Intervention / Treatment

Detailed Description

Prospective, single-center, randomized, clinical trial (RCT) comparing the efficiency and safety of a single-use IIG with a traditional technique using a dual blade speculum among patients undergoing IVI for various indications.

The investigators will include eyes of adult patients scheduled to undergo unilateral IVI for neovascular age-related macular degeneration (nAMD), polypoidal choroidal vasculopathy (PCV), diabetic macular edema (DME), retinal vein occlusion (RVO), choroidal neovascular membrane from pathologic myopia (PM) and uveitis. The investigators will exclude eyes with a history of extraocular or intraocular infection within 3 months of the scheduled IVI date, scleral thinning, history of previous glaucoma surgery, history of pars plana vitrectomy, hypersensitity to the IVI drug, propracaine or povidone iodine, and inability to understand the informed consent form.
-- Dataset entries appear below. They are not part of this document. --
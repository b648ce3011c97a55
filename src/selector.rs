//! Best-parent selection for one witness across thresholds.
//!
//! For each threshold the selector asks the coherence provider for candidate
//! ancestor combinations and lets the ranker pick one.

use std::sync::Arc;

use crate::coherence::CoherenceProvider;
use crate::policy::CombinationRanker;
use crate::types::{ParentMap, Threshold, VariantUnit, WitnessId, WitnessRow};

/// Error type for selector operations.
#[derive(Debug, thiserror::Error)]
pub enum SelectorError {
    /// The coherence provider failed; the whole witness is abandoned.
    #[error("Couldn't get parent combinations for {witness} at {unit} (connectivity {threshold}): {message}")]
    Provider {
        /// Variant unit.
        unit: VariantUnit,
        /// Witness being resolved.
        witness: WitnessId,
        /// Threshold that failed.
        threshold: Threshold,
        /// Provider error text.
        message: String,
    },
}

impl SelectorError {
    /// Create a provider error from any error type.
    pub fn from_provider<E: std::error::Error>(
        unit: &VariantUnit,
        witness: &WitnessId,
        threshold: Threshold,
        e: E,
    ) -> Self {
        Self::Provider {
            unit: unit.clone(),
            witness: witness.clone(),
            threshold,
            message: e.to_string(),
        }
    }

    /// The witness the error belongs to.
    pub fn witness(&self) -> &WitnessId {
        match self {
            Self::Provider { witness, .. } => witness,
        }
    }
}

/// Resolves the best parents of a witness at every requested threshold.
///
/// ## Algorithm
///
/// For each threshold, in caller order:
///
/// 1. Fetch candidate combinations from the coherence provider
/// 2. Rank them (fresh ranker state per threshold)
/// 3. Record the selection in the parent map
///
/// A provider failure at any threshold aborts the witness: no partial map is
/// returned.
pub struct BestParentSelector<P: CoherenceProvider> {
    provider: Arc<P>,
    ranker: CombinationRanker,
}

impl<P: CoherenceProvider> Clone for BestParentSelector<P> {
    fn clone(&self) -> Self {
        Self {
            provider: Arc::clone(&self.provider),
            ranker: self.ranker,
        }
    }
}

impl<P: CoherenceProvider> BestParentSelector<P> {
    /// Create a selector with the default ranker.
    pub fn new(provider: Arc<P>) -> Self {
        Self::with_ranker(provider, CombinationRanker::default())
    }

    /// Create a selector with a custom ranker.
    pub fn with_ranker(provider: Arc<P>, ranker: CombinationRanker) -> Self {
        Self { provider, ranker }
    }

    /// Resolve the parent map of one witness row.
    pub async fn resolve(
        &self,
        unit: &VariantUnit,
        row: &WitnessRow,
        thresholds: &[Threshold],
    ) -> Result<ParentMap, SelectorError> {
        tracing::info!(unit = %unit, witness = %row.witness, "Getting best parent(s)");

        let mut parent_map = ParentMap::new();
        for &threshold in thresholds {
            let combinations = self
                .provider
                .parent_combinations(unit, &row.witness, &row.reading, &row.parent, threshold)
                .await
                .map_err(|e| SelectorError::from_provider(unit, &row.witness, threshold, e))?;

            tracing::debug!(
                unit = %unit,
                witness = %row.witness,
                threshold = threshold.get(),
                combinations = combinations.len(),
                "Searching parent combinations"
            );

            let selection = self.ranker.select(&combinations, &row.parent);
            if selection.is_empty() {
                tracing::info!(
                    unit = %unit,
                    witness = %row.witness,
                    reading = %row.reading,
                    threshold = threshold.get(),
                    "Couldn't find any parent combination"
                );
            } else {
                tracing::info!(
                    unit = %unit,
                    witness = %row.witness,
                    threshold = threshold.get(),
                    parents = %selection,
                    "Found best parents"
                );
            }

            parent_map.insert(threshold, selection);
        }

        Ok(parent_map)
    }

    /// The ranker in use.
    pub fn ranker(&self) -> &CombinationRanker {
        &self.ranker
    }

    /// The coherence provider.
    pub fn provider(&self) -> &P {
        &self.provider
    }
}

#[cfg(test)]
mod tests {
    use super::*;
    use crate::coherence::StaticCoherenceProvider;
    use crate::types::{Combination, NominalParent, ParentCandidate};

    fn threshold(v: u32) -> Threshold {
        Threshold::new(v).unwrap()
    }

    fn single(ancestor: &str, rank: i32, generation: u32) -> Vec<Combination> {
        vec![Combination::new(vec![ParentCandidate::new(ancestor, rank, generation)])]
    }

    #[tokio::test]
    async fn test_one_selection_per_threshold() {
        let provider = StaticCoherenceProvider::new()
            .with_combinations("B", single("A", 1, 1))
            .with_threshold_combinations("B", threshold(1), vec![]);
        let selector = BestParentSelector::new(Arc::new(provider));
        let row = WitnessRow::new("B", "b", NominalParent::Reading("a".to_string()));

        let map = selector
            .resolve(&VariantUnit::from("1:1"), &row, &[threshold(1), threshold(3), threshold(5)])
            .await
            .unwrap();

        assert_eq!(map.len(), 3);
        assert!(map.get(threshold(1)).unwrap().is_empty());
        assert_eq!(map.get(threshold(3)).unwrap(), &single("A", 1, 1)[0]);
    }

    #[tokio::test]
    async fn test_thresholds_evaluated_in_caller_order() {
        let provider = Arc::new(StaticCoherenceProvider::new());
        let selector = BestParentSelector::new(Arc::clone(&provider));
        let row = WitnessRow::new("B", "b", NominalParent::Initial);

        selector
            .resolve(&VariantUnit::from("1:1"), &row, &[threshold(5), threshold(2)])
            .await
            .unwrap();

        let order: Vec<_> = provider.calls().into_iter().map(|(_, t)| t.get()).collect();
        assert_eq!(order, vec![5, 2]);
    }

    #[tokio::test]
    async fn test_provider_failure_aborts_witness() {
        let provider = Arc::new(
            StaticCoherenceProvider::new()
                .with_combinations("B", single("A", 1, 1))
                .with_failure("B", threshold(3)),
        );
        let selector = BestParentSelector::new(Arc::clone(&provider));
        let row = WitnessRow::new("B", "b", NominalParent::Initial);

        let result = selector
            .resolve(&VariantUnit::from("1:1"), &row, &[threshold(1), threshold(3), threshold(5)])
            .await;

        let err = result.unwrap_err();
        assert_eq!(err.witness().as_str(), "B");
        // Stops at the failing threshold
        assert_eq!(provider.call_count(&WitnessId::from("B")), 2);
    }

    #[tokio::test]
    async fn test_overlap_fallback_per_threshold() {
        let provider = StaticCoherenceProvider::new();
        let selector = BestParentSelector::new(Arc::new(provider));
        let row = WitnessRow::new("C", "a", NominalParent::OverlapTop);

        let map = selector
            .resolve(&VariantUnit::from("1:1"), &row, &[threshold(3)])
            .await
            .unwrap();

        assert_eq!(map.get(threshold(3)).unwrap(), &Combination::overlap_parent());
    }
}
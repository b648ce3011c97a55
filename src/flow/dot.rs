//! Graphviz DOT serialization of flow graphs.

use std::fmt::Write;

use super::graph::FlowGraph;

/// Quote a DOT identifier.
fn quote(id: &str) -> String {
    let mut out = String::with_capacity(id.len() + 2);
    out.push('"');
    for c in id.chars() {
        match c {
            '"' => out.push_str("\\\""),
            '\\' => out.push_str("\\\\"),
            '\n' => out.push_str("\\n"),
            _ => out.push(c),
        }
    }
    out.push('"');
    out
}

/// Serialize a flow graph as a DOT digraph.
///
/// Nodes are identified by caption and emitted in row order, followed by
/// edges in insertion order.
pub fn to_dot(graph: &FlowGraph) -> String {
    let mut out = String::new();

    // Writing to a String cannot fail
    let _ = writeln!(out, "digraph {} {{", quote(&format!("{} c{}", graph.unit(), graph.threshold())));
    for node in graph.nodes() {
        let _ = writeln!(
            out,
            "    {} [color={}, fillcolor={}, style={}];",
            quote(&node.caption),
            quote(&node.style.color),
            quote(&node.style.fillcolor),
            quote(&node.style.style),
        );
    }
    for (from, to) in graph.edges() {
        let _ = writeln!(out, "    {} -> {};", quote(from), quote(to));
    }
    out.push_str("}\n");
    out
}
The eyes will be randomly assigned in 1:1 fashion into two injection arms: intravitreal injection guide (IIG) and dual blade speculum (DBS). At the time of injection, a random number generator will be used to generate an odd or even number for each eye. Odd eyes will be assigned to IIG and even eyes will be assigned to DBS. For same day bilateral injection, once the first eye is randomized to one technique, the second eye will be automatically assigned to the other technique. The study will be conducted in compliance with the Declaration of Helsinki. All patients will provide informed consent prior to start of study procedures.

Study Type

Interventional

Enrollment (Actual)

200

Phase

  • Not Applicable

Contacts and Locations

This section provides the contact details for those conducting the study, and information on where this study is being conducted.

Study Locations

  • Philippines
    • MM
      • Makati City, MM, Philippines, 1209
        • Peregrine Eye and Laser Instittute

Participation Criteria

Researchers look for people who fit a certain description, called eligibility criteria. Some examples of these criteria are a person's general health condition or prior treatments.

Eligibility Criteria

Ages Eligible for Study

19 years and older (Adult, Older Adult)

Accepts Healthy Volunteers

No

Genders Eligible for Study

All

Description

Inclusion Criteria:

* Eyes of adult patients requiring intravitreally injected medications for non-infectious indications

Exclusion Criteria:

  • History of extraocular or intraocular infection within 3 months of the scheduled IVI date
  • Scleral thinning
  • History of previous glaucoma surgery
  • History of pars plana vitrectomy
  • Hypersensitivity to the IVI drug, proparacaine or povidone iodine
  • Inability to understand the informed consent form

Study Plan

This section provides details of the study plan, including how the study is designed and what the study is measuring.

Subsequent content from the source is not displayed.